The call was made at a Stakeholders Conference on ‘The State of Biosafety in Nigeria’.
It was organised by Health of Mother Earth Foundation (HOMEF).
At the conference, a new report revealed the presence of over 30 different products containing genetically modified ingredients or produced with genetic engineering between 2018 and 2020.
Speaking, the Executive Director of HOMEF, Mr. Nnimmo Bassey, explained that the modern agricultural biotechnologies are the basic varieties involving the transfer of genetic materials from one specie to another to accord certain traits such as to be herbicide tolerance or being pesticidal.
He said it was mind-boggling for Nigeria to expand the scope of her biosafety regulation to cover gene editing and synthetic biology when the handling of the elementary versions has generated serious doubts and worries.
Bassey stated: “Contrary to the assurance by the agency that there are no GMOs in Nigeria, market shelf surveys carried out by HOMEF between 2018 and 2020 have revealed the presence of over 30 different products containing genetically modified ingredients produced with genetic engineering.”
“As we have said elsewhere, the purpose of introducing the so-called definitions into the Biosafety Act was to create a crack in the door so as to open Nigeria to vested interest promoting the easy -to-weaponize and extinction-driving gene editing technology. This agency should be called to order. At no time should Nigerians be used as guinea pigs or laboratory rats. “
Bassey stressed that it was not too late for Nigeria to get out of the biotech hole before it turns into a bottomless pit, adding that the so-called guidelines for gene-editing and extreme GMOs are dangerous and needless — just as the permission of GMOs has always been in Nigeria.
The Executive Director pointed out that the flagship biotech laboratory in the country is in a temporary cabin, stressing that the country does not need to add risky technologies that clearly pose a security threat to the people and environment.
Bassey added: “It is time for us to recognize the facts of our best interests and support agroecology, smallholder farmers and provide their basic needs including infrastructure, storage/processing facilities and extension services. It is time to halt and completely overhaul the biosafety architecture in Nigeria and invest resources towards ensuring that our farmers get out of poverty and hunger and do what they have always done and struggle to continue to do.

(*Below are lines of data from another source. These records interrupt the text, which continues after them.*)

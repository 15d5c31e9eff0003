// Movement + physics integration tests
//
// Drive a player through small hand-built worlds with the same per-tick
// input a client would send and check where the body ends up.

use cgmath::Point3;
use std::f32::consts::FRAC_PI_2;
use voxel_sandbox::physics::{MovementMode, PlayerPhysics};
use voxel_sandbox::world::{BlockId, BlockKind, MemoryWorld, VoxelPos, VoxelWorld};
use voxel_sandbox::PlayerInput;

const DT: f32 = 0.05;

/// Stone up to y=9 with a dirt layer at y=10, so players stand at y=11
fn ground() -> MemoryWorld {
    let mut world = MemoryWorld::new();
    world.fill(VoxelPos::new(-8, 0, -8), VoxelPos::new(8, 9, 8), BlockId::STONE);
    world.fill(VoxelPos::new(-8, 10, -8), VoxelPos::new(8, 10, 8), BlockId::DIRT);
    world
}

fn settled_at(world: &MemoryWorld, x: f32, z: f32) -> PlayerPhysics {
    let mut player = PlayerPhysics::new(Point3::new(x, 11.0, z));
    player.update(world, DT, &PlayerInput::default());
    assert!(player.on_ground);
    player
}

fn forward(sprint: bool) -> PlayerInput {
    PlayerInput {
        forward: true,
        sprint,
        ..PlayerInput::default()
    }
}

fn run(player: &mut PlayerPhysics, world: &MemoryWorld, input: &PlayerInput, ticks: usize) {
    for _ in 0..ticks {
        player.update(world, DT, input);
    }
}

#[test]
fn test_wall_stops_walking_player() {
    let mut world = ground();
    world.fill(VoxelPos::new(3, 11, -1), VoxelPos::new(3, 13, 1), BlockId::STONE);
    let mut player = settled_at(&world, 0.5, 0.5);
    player.set_look(-FRAC_PI_2, 0.0); // facing +X

    run(&mut player, &world, &forward(false), 60);
    assert!(player.position.x < 2.7 && player.position.x > 2.69, "{}", player.position.x);
    assert!((player.position.z - 0.5).abs() < 1e-3);
    assert_eq!(player.velocity.x, 0.0);
    assert!(player.on_ground);
}

#[test]
fn test_walking_steps_onto_slabs() {
    let mut world = ground();
    world.fill(
        VoxelPos::new(3, 11, -1),
        VoxelPos::new(8, 11, 1),
        BlockKind::StoneSlab.id(),
    );
    let mut player = settled_at(&world, 0.5, 0.5);
    player.set_look(-FRAC_PI_2, 0.0);

    run(&mut player, &world, &forward(false), 25);
    assert!(player.position.x > 3.0);
    assert_eq!(player.position.y, 11.5);
    assert!(player.on_ground);
}

#[test]
fn test_sprinting_outpaces_walking() {
    let world = ground();
    let distance = |sprint: bool| {
        let mut player = settled_at(&world, -7.5, 0.5);
        player.set_look(-FRAC_PI_2, 0.0);
        run(&mut player, &world, &forward(sprint), 10);
        player.position.x + 7.5
    };
    let walked = distance(false);
    let sprinted = distance(true);
    assert!(walked > 1.0);
    assert!(sprinted > walked);
}

#[test]
fn test_pool_breaks_long_fall() {
    let dry = ground();
    let mut pool = ground();
    pool.fill(VoxelPos::new(-3, 11, -3), VoxelPos::new(3, 13, 3), BlockId::WATER);

    let fall = |world: &MemoryWorld| {
        let mut player = PlayerPhysics::new(Point3::new(0.5, 21.0, 0.5));
        let mut damage = 0;
        for _ in 0..300 {
            player.update(world, DT, &PlayerInput::default());
            damage += player.take_fall_damage();
        }
        (damage, player.mode())
    };

    let (dry_damage, _) = fall(&dry);
    let (pool_damage, mode) = fall(&pool);
    assert!(dry_damage >= 6, "{}", dry_damage);
    assert_eq!(pool_damage, 0);
    assert_eq!(mode, MovementMode::Water);
}

#[test]
fn test_mining_out_the_floor_drops_player() {
    let mut world = ground();
    let mut player = settled_at(&world, 0.5, 0.5);

    world.set_block(VoxelPos::new(0, 10, 0), BlockId::AIR);
    run(&mut player, &world, &PlayerInput::default(), 20);
    assert_eq!(player.position.y, 10.0);
    assert!(player.on_ground);
    assert_eq!(player.take_fall_damage(), 0);
}
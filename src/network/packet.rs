use crate::network::error::ErrorCode;
use crate::network::room::{BlockChange, PlayerId, PlayerPosition, RoomSnapshot};
use crate::world::BlockId;
use serde::de::DeserializeOwned;
use serde::{Deserialize, Serialize};

/// Messages sent from client to server
#[derive(Debug, Clone, PartialEq, Serialize, Deserialize)]
#[serde(rename_all = "snake_case")]
pub enum ClientMessage {
    CreateRoom {
        name: String,
    },
    JoinRoom {
        code: String,
        name: String,
    },
    LeaveRoom,
    SetReady {
        ready: bool,
    },
    StartGame,
    EndGame,
    Reconnect {
        token: String,
    },
    Position {
        x: f32,
        y: f32,
        z: f32,
        rx: f32,
        ry: f32,
    },
    BlockBreak {
        x: i32,
        y: i32,
        z: i32,
    },
    BlockPlace {
        x: i32,
        y: i32,
        z: i32,
        block_type: BlockId,
    },
    Chat {
        message: String,
    },
}

/// Messages sent from server to client
#[derive(Debug, Clone, PartialEq, Serialize, Deserialize)]
#[serde(rename_all = "snake_case")]
pub enum ServerMessage {
    RoomCreated {
        room: RoomSnapshot,
        player_id: PlayerId,
        token: String,
    },
    RoomJoined {
        room: RoomSnapshot,
        player_id: PlayerId,
        token: String,
    },
    RoomUpdate {
        room: RoomSnapshot,
    },
    LeftRoom,
    GameCountdown {
        seconds: u64,
    },
    GameStarted {
        game_start_time: i64,
        day_cycle_secs: u64,
    },
    GameFinished {
        room: RoomSnapshot,
    },
    PlayerMoved {
        id: PlayerId,
        x: f32,
        y: f32,
        z: f32,
        rx: f32,
        ry: f32,
    },
    BlockChanged {
        change: BlockChange,
    },
    /// Full change log, sent to a player rejoining a running game
    BlockReplay {
        changes: Vec<BlockChange>,
    },
    Chat {
        player_id: PlayerId,
        name: String,
        message: String,
    },
    TimeSync {
        day_phase: f32,
    },
    Reconnected {
        room: RoomSnapshot,
        player_id: PlayerId,
    },
    ReconnectFailed {
        reason: String,
    },
    Error {
        code: ErrorCode,
        message: String,
    },
}

impl ServerMessage {
    pub fn player_moved(id: PlayerId, pos: PlayerPosition) -> Self {
        ServerMessage::PlayerMoved {
            id,
            x: pos.x,
            y: pos.y,
            z: pos.z,
            rx: pos.rx,
            ry: pos.ry,
        }
    }

    pub fn error(code: ErrorCode, message: impl Into<String>) -> Self {
        ServerMessage::Error {
            code,
            message: message.into(),
        }
    }
}

/// Wire encodings shared by both message directions.
///
/// JSON lines serve browser clients; bincode is the compact form for native
/// peers.
pub trait Packet: Serialize + DeserializeOwned {
    /// Serialize packet to bytes
    fn to_bytes(&self) -> Result<Vec<u8>, bincode::Error> {
        bincode::serialize(self)
    }

    /// Deserialize packet from bytes
    fn from_bytes(bytes: &[u8]) -> Result<Self, bincode::Error> {
        bincode::deserialize(bytes)
    }

    fn to_json(&self) -> Result<String, serde_json::Error> {
        serde_json::to_string(self)
    }

    fn from_json(text: &str) -> Result<Self, serde_json::Error> {
        serde_json::from_str(text)
    }

    /// Single newline-terminated JSON line
    fn to_json_line(&self) -> Result<String, serde_json::Error> {
        let mut line = self.to_json()?;
        line.push('\n');
        Ok(line)
    }
}

impl Packet for ClientMessage {}
impl Packet for ServerMessage {}
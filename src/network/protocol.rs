use std::time::Duration;

/// Protocol version - increment when making breaking changes
pub const PROTOCOL_VERSION: u32 = 1;

/// Default room server port
pub const DEFAULT_TCP_PORT: u16 = 25565;

/// Network limits
pub const MAX_LINE_LENGTH: usize = 65536; // 64KB max message line
pub const MAX_PLAYER_NAME_LENGTH: usize = 16;
pub const MAX_CHAT_MESSAGE_LENGTH: usize = 256;
pub const RECONNECT_TOKEN_BYTES: usize = 16;

/// Protocol handler
pub struct Protocol;

impl Protocol {
    /// Validate a display name
    pub fn validate_player_name(name: &str) -> Result<(), String> {
        if name.trim().is_empty() {
            return Err("Name cannot be empty".to_string());
        }

        if name.chars().count() > MAX_PLAYER_NAME_LENGTH {
            return Err(format!(
                "Name too long (max {} characters)",
                MAX_PLAYER_NAME_LENGTH
            ));
        }

        // Letters, numbers, underscores and inner spaces
        if !name.chars().all(|c| c.is_alphanumeric() || c == '_' || c == ' ') {
            return Err("Name can only contain letters, numbers, spaces and underscores".to_string());
        }

        Ok(())
    }

    /// Validate chat message
    pub fn validate_chat_message(message: &str) -> Result<(), String> {
        if message.trim().is_empty() {
            return Err("Message cannot be empty".to_string());
        }

        if message.chars().count() > MAX_CHAT_MESSAGE_LENGTH {
            return Err(format!(
                "Message too long (max {} characters)",
                MAX_CHAT_MESSAGE_LENGTH
            ));
        }

        if message.chars().any(|c| c.is_control()) {
            return Err("Message cannot contain control characters".to_string());
        }

        Ok(())
    }

    /// Minimum spacing between relayed position updates from one player
    pub fn relay_interval(hz: u32) -> Duration {
        Duration::from_millis(1000 / hz.max(1) as u64)
    }
}
//! Voxel sandbox core
//!
//! Three independent pieces share one block table:
//!
//! - block rules ([`world`]): break times, drops, placement and raycasts
//! - player physics ([`physics`]): per-tick movement against a [`world::VoxelWorld`]
//! - multiplayer rooms ([`network`]): lobby state machine and relays
//!
//! The first two are synchronous and allocation-light; callers own the tick
//! loop. The room server runtime is behind the `native` feature.

pub mod config;
pub mod constants;
pub mod error;
pub mod input;
pub mod item;
pub mod network;
pub mod physics;
pub mod time;
pub mod world;

pub use config::{load_config, EngineConfig, ServerConfig};
pub use error::{EngineError, EngineResult};
pub use input::PlayerInput;
pub use physics::{PhysicsConfig, PlayerPhysics};
pub use world::{BlockId, BlockKind, MemoryWorld, VoxelPos, VoxelWorld};
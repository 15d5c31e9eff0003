//! Tokio room server
//!
//! Owns the [`RoomManager`], one outbox per live connection and the timers
//! each room needs: the start countdown, the periodic time sync and the
//! stale-room sweep. Timers are aborted as soon as their room stops playing
//! or is destroyed.

use crate::config::ServerConfig;
use crate::error::EngineResult;
use crate::network::connection::serve_connection;
use crate::network::packet::ServerMessage;
use crate::network::room::{ConnectionId, RoomCode};
use crate::network::room_manager::{Outcome, RoomEvent, RoomManager};
use crate::time::Clock;
use dashmap::DashMap;
use parking_lot::Mutex;
use std::collections::HashMap;
use std::sync::Arc;
use std::time::Duration;
use tokio::net::TcpListener;
use tokio::sync::mpsc::{self, UnboundedReceiver, UnboundedSender};
use tokio::task::JoinHandle;

const ACCEPT_BACKOFF: Duration = Duration::from_millis(100);

#[derive(Default)]
struct RoomTimers {
    countdown: Option<JoinHandle<()>>,
    time_sync: Option<JoinHandle<()>>,
}

impl RoomTimers {
    fn abort_all(&mut self) {
        for handle in [self.countdown.take(), self.time_sync.take()]
            .into_iter()
            .flatten()
        {
            handle.abort();
        }
    }
}

pub struct RoomServer {
    manager: RoomManager,
    outboxes: DashMap<ConnectionId, UnboundedSender<ServerMessage>>,
    timers: Mutex<HashMap<RoomCode, RoomTimers>>,
}

impl RoomServer {
    pub fn new(config: ServerConfig, clock: Arc<dyn Clock>) -> Arc<Self> {
        Self::with_manager(RoomManager::new(config, clock))
    }

    pub fn with_manager(manager: RoomManager) -> Arc<Self> {
        Arc::new(Self {
            manager,
            outboxes: DashMap::new(),
            timers: Mutex::new(HashMap::new()),
        })
    }

    pub fn manager(&self) -> &RoomManager {
        &self.manager
    }

    /// Bind the configured address and serve connections
    pub async fn run(self: Arc<Self>) -> EngineResult<()> {
        let listener = TcpListener::bind(&self.manager.config().bind_addr).await?;
        self.serve(listener).await
    }

    /// Serve an already bound listener
    pub async fn serve(self: Arc<Self>, listener: TcpListener) -> EngineResult<()> {
        log::info!("Room server listening on {}", listener.local_addr()?);
        let _cleanup = self.spawn_cleanup();

        loop {
            match listener.accept().await {
                Ok((stream, addr)) => {
                    let server = Arc::clone(&self);
                    tokio::spawn(async move {
                        if let Err(err) = serve_connection(server, stream, addr).await {
                            log::debug!("Connection from {} ended with error: {}", addr, err);
                        }
                    });
                }
                Err(err) => {
                    // Usually fd exhaustion; back off instead of spinning
                    log::warn!("Failed to accept connection: {}", err);
                    tokio::time::sleep(ACCEPT_BACKOFF).await;
                }
            }
        }
    }

    pub(crate) fn register(&self, conn: ConnectionId) -> UnboundedReceiver<ServerMessage> {
        let (tx, rx) = mpsc::unbounded_channel();
        self.outboxes.insert(conn, tx);
        rx
    }

    pub(crate) fn unregister(&self, conn: ConnectionId) {
        self.outboxes.remove(&conn);
    }

    /// Queue every message and start or stop the timers the events call for
    pub fn deliver(self: &Arc<Self>, outcome: Outcome) {
        for dispatch in outcome.dispatches {
            if let Some(outbox) = self.outboxes.get(&dispatch.to) {
                if outbox.send(dispatch.message).is_err() {
                    log::debug!("Outbox for {} already closed", dispatch.to);
                }
            }
        }
        for event in outcome.events {
            self.apply_event(event);
        }
    }

    fn apply_event(self: &Arc<Self>, event: RoomEvent) {
        match event {
            RoomEvent::CountdownStarted { code, seconds } => {
                let handle = self.spawn_countdown(code.clone(), seconds);
                let mut timers = self.timers.lock();
                let entry = timers.entry(code).or_default();
                if let Some(previous) = entry.countdown.replace(handle) {
                    previous.abort();
                }
            }
            RoomEvent::GameStarted { code } => {
                let handle = self.spawn_time_sync(code.clone());
                let mut timers = self.timers.lock();
                let entry = timers.entry(code).or_default();
                entry.countdown = None;
                if let Some(previous) = entry.time_sync.replace(handle) {
                    previous.abort();
                }
            }
            RoomEvent::GameFinished { code } => {
                if let Some(mut timers) = self.timers.lock().remove(&code) {
                    timers.abort_all();
                }
            }
            RoomEvent::RoomClosed { code } => {
                if let Some(mut timers) = self.timers.lock().remove(&code) {
                    timers.abort_all();
                }
                log::debug!("Timers for room {} cancelled", code);
            }
        }
    }

    fn spawn_countdown(self: &Arc<Self>, code: RoomCode, seconds: u64) -> JoinHandle<()> {
        let server = Arc::clone(self);
        tokio::spawn(async move {
            tokio::time::sleep(Duration::from_secs(seconds)).await;
            match server.manager.begin_playing(&code) {
                Ok(outcome) => server.deliver(outcome),
                Err(err) => log::debug!("Countdown for {} ended without a game: {}", code, err),
            }
        })
    }

    fn spawn_time_sync(self: &Arc<Self>, code: RoomCode) -> JoinHandle<()> {
        let server = Arc::clone(self);
        let period = Duration::from_secs(server.manager.config().time_sync_interval_secs.max(1));
        tokio::spawn(async move {
            let mut ticker = tokio::time::interval(period);
            loop {
                ticker.tick().await;
                match server.manager.time_sync(&code) {
                    Some(outcome) => server.deliver(outcome),
                    None => break,
                }
            }
        })
    }

    fn spawn_cleanup(self: &Arc<Self>) -> JoinHandle<()> {
        let server = Arc::clone(self);
        let period = Duration::from_secs(server.manager.config().cleanup_interval_secs.max(1));
        tokio::spawn(async move {
            let mut ticker = tokio::time::interval(period);
            loop {
                ticker.tick().await;
                let outcome = server.manager.cleanup_stale();
                server.deliver(outcome);
            }
        })
    }

    /// Rooms that currently have a timer attached
    pub fn timed_rooms(&self) -> usize {
        self.timers.lock().len()
    }

    pub fn connection_count(&self) -> usize {
        self.outboxes.len()
    }
}

#[cfg(test)]
mod tests {
    use super::*;
    use crate::network::packet::{ClientMessage, Packet};
    use crate::network::room::RoomStatus;
    use crate::time::SystemClock;
    use tokio::io::{AsyncBufReadExt, AsyncWriteExt, BufReader, Lines};
    use tokio::net::tcp::{OwnedReadHalf, OwnedWriteHalf};
    use tokio::net::TcpStream;

    struct TestClient {
        lines: Lines<BufReader<OwnedReadHalf>>,
        writer: OwnedWriteHalf,
    }

    impl TestClient {
        async fn connect(addr: std::net::SocketAddr) -> Self {
            let stream = TcpStream::connect(addr).await.expect("connect");
            let (reader, writer) = stream.into_split();
            Self {
                lines: BufReader::new(reader).lines(),
                writer,
            }
        }

        async fn send(&mut self, message: &ClientMessage) {
            let line = message.to_json_line().expect("encode");
            self.writer.write_all(line.as_bytes()).await.expect("write");
        }

        async fn send_raw(&mut self, bytes: &[u8]) {
            self.writer.write_all(bytes).await.expect("write");
        }

        /// Read until a message matches, skipping the rest
        async fn expect<F>(&mut self, mut pred: F) -> ServerMessage
        where
            F: FnMut(&ServerMessage) -> bool,
        {
            let read = async {
                loop {
                    let line = self
                        .lines
                        .next_line()
                        .await
                        .expect("read")
                        .expect("connection open");
                    let message = ServerMessage::from_json(&line).expect("decode");
                    if pred(&message) {
                        return message;
                    }
                }
            };
            tokio::time::timeout(Duration::from_secs(5), read)
                .await
                .expect("message in time")
        }
    }

    async fn start_server(config: ServerConfig) -> (Arc<RoomServer>, std::net::SocketAddr) {
        let listener = TcpListener::bind("127.0.0.1:0").await.expect("bind");
        let addr = listener.local_addr().expect("addr");
        let server = RoomServer::new(config, Arc::new(SystemClock));
        tokio::spawn(Arc::clone(&server).serve(listener));
        (server, addr)
    }

    fn fast_config() -> ServerConfig {
        ServerConfig {
            countdown_secs: 0,
            ..ServerConfig::default()
        }
    }

    #[tokio::test]
    async fn test_room_lifecycle_over_tcp() {
        let (server, addr) = start_server(fast_config()).await;
        let mut host = TestClient::connect(addr).await;
        let mut guest = TestClient::connect(addr).await;

        host.send(&ClientMessage::CreateRoom {
            name: "host".to_string(),
        })
        .await;
        let code = match host
            .expect(|m| matches!(m, ServerMessage::RoomCreated { .. }))
            .await
        {
            ServerMessage::RoomCreated { room, .. } => room.code,
            _ => unreachable!(),
        };

        guest
            .send(&ClientMessage::JoinRoom {
                code: code.to_string(),
                name: "guest".to_string(),
            })
            .await;
        guest
            .expect(|m| matches!(m, ServerMessage::RoomJoined { .. }))
            .await;
        guest.send(&ClientMessage::SetReady { ready: true }).await;
        host.expect(|m| match m {
            ServerMessage::RoomUpdate { room } => room.players.iter().all(|p| p.is_host || p.ready),
            _ => false,
        })
        .await;

        host.send(&ClientMessage::StartGame).await;
        guest
            .expect(|m| matches!(m, ServerMessage::GameStarted { .. }))
            .await;
        guest
            .expect(|m| matches!(m, ServerMessage::TimeSync { .. }))
            .await;
        assert_eq!(
            server.manager().snapshot(&code).map(|r| r.status),
            Some(RoomStatus::Playing)
        );

        guest
            .send(&ClientMessage::BlockBreak { x: 1, y: 20, z: 1 })
            .await;
        for client in [&mut host, &mut guest] {
            match client
                .expect(|m| matches!(m, ServerMessage::BlockChanged { .. }))
                .await
            {
                ServerMessage::BlockChanged { change } => assert_eq!(change.tick, 1),
                _ => unreachable!(),
            }
        }
        assert_eq!(server.timed_rooms(), 1);
    }

    #[tokio::test]
    async fn test_malformed_line_keeps_connection_open() {
        let (_server, addr) = start_server(fast_config()).await;
        let mut client = TestClient::connect(addr).await;

        client.send_raw(b"this is not json\n").await;
        match client
            .expect(|m| matches!(m, ServerMessage::Error { .. }))
            .await
        {
            ServerMessage::Error { code, .. } => {
                assert_eq!(code, crate::network::error::ErrorCode::MalformedMessage)
            }
            _ => unreachable!(),
        }

        client
            .send(&ClientMessage::CreateRoom {
                name: "still here".to_string(),
            })
            .await;
        client
            .expect(|m| matches!(m, ServerMessage::RoomCreated { .. }))
            .await;
    }

    #[tokio::test]
    async fn test_garbage_bytes_and_huge_lines_are_rejected_not_fatal() {
        use crate::network::error::ErrorCode;
        use crate::network::protocol::MAX_LINE_LENGTH;

        let (server, addr) = start_server(fast_config()).await;
        let mut client = TestClient::connect(addr).await;

        client.send_raw(b"\xff\xfe\n").await;
        let huge = format!("{}\n", "a".repeat(MAX_LINE_LENGTH + 10));
        client.send_raw(huge.as_bytes()).await;
        for _ in 0..2 {
            match client
                .expect(|m| matches!(m, ServerMessage::Error { .. }))
                .await
            {
                ServerMessage::Error { code, .. } => assert_eq!(code, ErrorCode::MalformedMessage),
                _ => unreachable!(),
            }
        }

        client
            .send(&ClientMessage::CreateRoom {
                name: "survivor".to_string(),
            })
            .await;
        client
            .expect(|m| matches!(m, ServerMessage::RoomCreated { .. }))
            .await;
        assert_eq!(server.connection_count(), 1);
    }

    #[tokio::test]
    async fn test_dropped_connection_marks_player_disconnected() {
        let (server, addr) = start_server(fast_config()).await;
        let mut host = TestClient::connect(addr).await;
        let mut guest = TestClient::connect(addr).await;

        host.send(&ClientMessage::CreateRoom {
            name: "host".to_string(),
        })
        .await;
        let code = match host
            .expect(|m| matches!(m, ServerMessage::RoomCreated { .. }))
            .await
        {
            ServerMessage::RoomCreated { room, .. } => room.code,
            _ => unreachable!(),
        };
        guest
            .send(&ClientMessage::JoinRoom {
                code: code.to_string(),
                name: "guest".to_string(),
            })
            .await;
        let token = match guest
            .expect(|m| matches!(m, ServerMessage::RoomJoined { .. }))
            .await
        {
            ServerMessage::RoomJoined { token, .. } => token,
            _ => unreachable!(),
        };

        drop(guest);
        host.expect(|m| match m {
            ServerMessage::RoomUpdate { room } => room.players.iter().any(|p| !p.connected),
            _ => false,
        })
        .await;
        assert_eq!(server.manager().snapshot(&code).map(|r| r.players.len()), Some(2));

        let mut back = TestClient::connect(addr).await;
        back.send(&ClientMessage::Reconnect { token }).await;
        back.expect(|m| matches!(m, ServerMessage::Reconnected { .. }))
            .await;
    }
}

He, therefore, stressed the need to strengthen mechanisms and institutional structures to ensure the effective and holistic implementation of biosafety regulatory protocols and management of Nigeria’s local bio-resources in all applicable sectors cannot be overemphasized.
Also, the Minister of State Environment, Ms. Sharon Ikeazor, said that the Nigeria Biosafety system is one of the best in the world and was biosafety system was legalised in 2015
The minister who was represented by the Director General of NBMA, Mr. Rufus Ebegba, insisted that the fruits and food in the markets are not genetically modified, but said they are hybrid or improved.
Ikeazor noted that NBMA is competent to regulate the Biosafety sector, while adding that gene editing guidelines have been thoroughly designed by experts.
On his part, Mr. Ifeanyi Nwankwere, said there is no scientific consensus on the safety of GMOs at the moment.
Also, Ms. Joyce Ebebeinwe, said during the survey which was carried out in Abuja, Lagos, Ibadan, Uyo, Port Harcourt And 10 supermarkets were visited in each city.
“The impact of the consumption may not be immediate but the impact may manifest in our internal organs.”